Leur pari ? Remettre au menu des classiques oubliés : « Ici, on fait une cuisine bistrot qu’on avait perdue sur la Côte d’Azur. Les gens peuvent à nouveau manger des lapins à la moutarde, des navarrins, des rillettes ou des terrines maison. Et ça plaît beaucoup », explique Michael Abihssira. Cette stratégie a séduit aussi bien l’ancienne clientèle que de nouveaux habitués, preuve que l’authenticité a encore de beaux jours devant elle. Les tarifs, accessibles, oscillent entre 15 € pour les entrées et 25 à 30 € pour les plats, reflétant une volonté de démocratiser une cuisine de qualité sans prétention.

« Ici, on fait une cuisine bistrot qu’on avait perdue sur la Côte d’Azur. Les gens peuvent à nouveau manger des lapins à la moutarde, des navarrins, des rillettes ou des terrines maison. Et ça plaît beaucoup. »
Michael Abihssira, chef du Café de la Fontaine

Une philosophie culinaire partagée, entre Monaco et la Riviera

Si les deux adresses – le Louis XV et le Café de la Fontaine – semblent opposées par leur standing, elles partagent pourtant une même volonté : celle de mettre en valeur le produit local et la saisonnalité. Pour Emmanuel Pilon, la naturalité n’est pas un simple mot à la mode, mais un engagement profond. « Respecter la saisonnalité, respecter le produit dans son entièreté », résume-t-il, une maxime qui guide aussi bien ses créations étoilées que la cuisine plus accessible d’Abihssira.

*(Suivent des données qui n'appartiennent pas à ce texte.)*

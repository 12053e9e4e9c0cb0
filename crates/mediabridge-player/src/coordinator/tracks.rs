//! Track selection and tracks-snapshot assembly.

use tracing::debug;

use mediabridge_core::{AUTO_TRACK_ID, PlayerTracksSnapshot, Track, TrackType};

use crate::adapter::{NativePlayerAdapter, TrackFormat, TrackGroup};

/// Applies an explicit track selection.
///
/// `None` disables the whole track type; [`AUTO_TRACK_ID`] re-enables it and
/// returns selection to the engine's own heuristics; any other id pins the
/// matching rendition. When several groups expose the same id the last match
/// wins. An unknown id is a logged no-op.
pub(super) fn set_selected_track(
    adapter: &mut dyn NativePlayerAdapter,
    track_type: TrackType,
    track_id: Option<&str>,
) {
    let Some(track_id) = track_id else {
        adapter.set_track_type_disabled(track_type, true);
        return;
    };

    adapter.set_track_type_disabled(track_type, false);
    if track_id == AUTO_TRACK_ID {
        adapter.clear_track_overrides(track_type);
        return;
    }

    let mut selection: Option<(usize, usize)> = None;
    for (group_index, group) in typed_groups(adapter, track_type) {
        for (track_index, format) in group.formats.iter().enumerate() {
            if snapshot_track_id(format).as_deref() == Some(track_id) {
                selection = Some((group_index, track_index));
            }
        }
    }

    match selection {
        Some((group_index, track_index)) => {
            adapter.clear_track_overrides(track_type);
            adapter.set_track_override(track_type, group_index, track_index);
        }
        None => {
            debug!(?track_type, track_id, "no track matched requested id");
        }
    }
}

/// Pins the first group of `track_type` whose primary rendition declares
/// `language`. Returns whether a group matched.
pub(super) fn set_selected_track_by_language(
    adapter: &mut dyn NativePlayerAdapter,
    track_type: TrackType,
    language: &str,
) -> bool {
    for (group_index, group) in typed_groups(adapter, track_type) {
        let matched = group
            .formats
            .first()
            .is_some_and(|format| format.language.as_deref() == Some(language));
        if matched {
            adapter.set_track_type_disabled(track_type, false);
            adapter.clear_track_overrides(track_type);
            adapter.set_track_override(track_type, group_index, 0);
            return true;
        }
    }
    false
}

pub(super) fn build_tracks_snapshot(
    player_id: &str,
    adapter: &dyn NativePlayerAdapter,
) -> PlayerTracksSnapshot {
    PlayerTracksSnapshot {
        player_id: player_id.to_string(),
        audio_tracks: primary_tracks(adapter, TrackType::Audio),
        text_tracks: primary_tracks(adapter, TrackType::Text),
        video_tracks: video_tracks(adapter),
    }
}

/// Group index is positional within the type, matching the override
/// addressing the command side uses.
fn typed_groups(
    adapter: &dyn NativePlayerAdapter,
    track_type: TrackType,
) -> Vec<(usize, TrackGroup)> {
    adapter
        .track_groups()
        .into_iter()
        .filter(|group| group.track_type == track_type)
        .enumerate()
        .collect()
}

/// Audio and text groups surface one snapshot entry each, described by the
/// group's primary rendition. Groups without a usable id are excluded.
fn primary_tracks(adapter: &dyn NativePlayerAdapter, track_type: TrackType) -> Vec<Track> {
    typed_groups(adapter, track_type)
        .into_iter()
        .filter_map(|(_, group)| {
            let format = group.formats.first()?;
            let id = snapshot_track_id(format)?;
            Some(Track {
                id,
                language: format.language.clone(),
                label: format.label.clone(),
                bitrate: format.bitrate,
                width: format.width,
                height: format.height,
                frame_rate: format.frame_rate,
                is_selected: group.is_active,
            })
        })
        .collect()
}

/// Video snapshots enumerate every supported rendition; unsupported or
/// id-less ones are excluded. Sorted by descending height so the highest
/// quality lists first.
fn video_tracks(adapter: &dyn NativePlayerAdapter) -> Vec<Track> {
    let selected = adapter.track_override(TrackType::Video);
    let mut tracks: Vec<Track> = typed_groups(adapter, TrackType::Video)
        .into_iter()
        .flat_map(|(group_index, group)| {
            group
                .formats
                .into_iter()
                .enumerate()
                .filter_map(move |(track_index, format)| {
                    if !format.supported {
                        return None;
                    }
                    let id = format.id.clone()?;
                    let is_selected = selected.is_some_and(|o| {
                        o.group_index == group_index && o.track_index == track_index
                    });
                    let label = format.label.clone().or_else(|| {
                        match (format.width, format.height) {
                            (Some(w), Some(h)) => Some(format!("{w} x {h}")),
                            _ => None,
                        }
                    });
                    Some(Track {
                        id,
                        language: format.language,
                        label,
                        bitrate: format.bitrate,
                        width: format.width,
                        height: format.height,
                        frame_rate: format.frame_rate,
                        is_selected,
                    })
                })
        })
        .collect();
    tracks.sort_by(|a, b| b.height.unwrap_or(0).cmp(&a.height.unwrap_or(0)));
    tracks
}

/// Native track id, with language as the fallback identifier. No identifier
/// means the track cannot be addressed and is left out of snapshots.
fn snapshot_track_id(format: &TrackFormat) -> Option<String> {
    format.id.clone().or_else(|| format.language.clone())
}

Cette cohérence trouve un écho dans le parcours des deux chefs. Pilon, formé dans les cuisines des plus grands, a su adapter ses principes à des contextes variés, du palace parisien à la table monégasque. Abihssira, quant à lui, a choisi de revenir aux fondamentaux, en s’inspirant d’un héritage culinaire régional souvent négligé ces dernières décennies. Autant dire que, côté gastronomie, Monaco et sa région ne manquent pas de dynamisme.

Et maintenant ?

Si la tendance à la naturalité et au retour du bistrot traditionnel semble se confirmer, les prochains mois pourraient voir d’autres adresses de la région adopter des démarches similaires. Le succès du Café de la Fontaine pourrait notamment inspirer d’anciens établissements à repenser leur carte pour séduire une clientèle en quête d’authenticité. Quant à Emmanuel Pilon, il devrait continuer à porter haut les couleurs du Louis XV, tout en partageant, comme il le fait aujourd’hui, ses coups de cœur culinaires.

Reste à voir si cette dynamique gagnera d’autres territoires, mais une chose est sûre : entre Monaco et La Turbie, la gastronomie azuréenne a encore de belles histoires à raconter.

Pour Emmanuel Pilon, la « naturalité » repose sur deux piliers : le respect strict de la saisonnalité et une valorisation intégrale des produits locaux. Cela implique de travailler chaque ingrédient dans son entièreté, en s’appuyant sur les savoir-faire des producteurs et éleveurs locaux, sans artifice ni superflu.

Franceinfo - Culture ne précise pas les horaires d’ouverture du Café de la Fontaine dans son article. Pour obtenir cette information, il est recommandé de consulter directement le site ou les réseaux sociaux de l’établissement.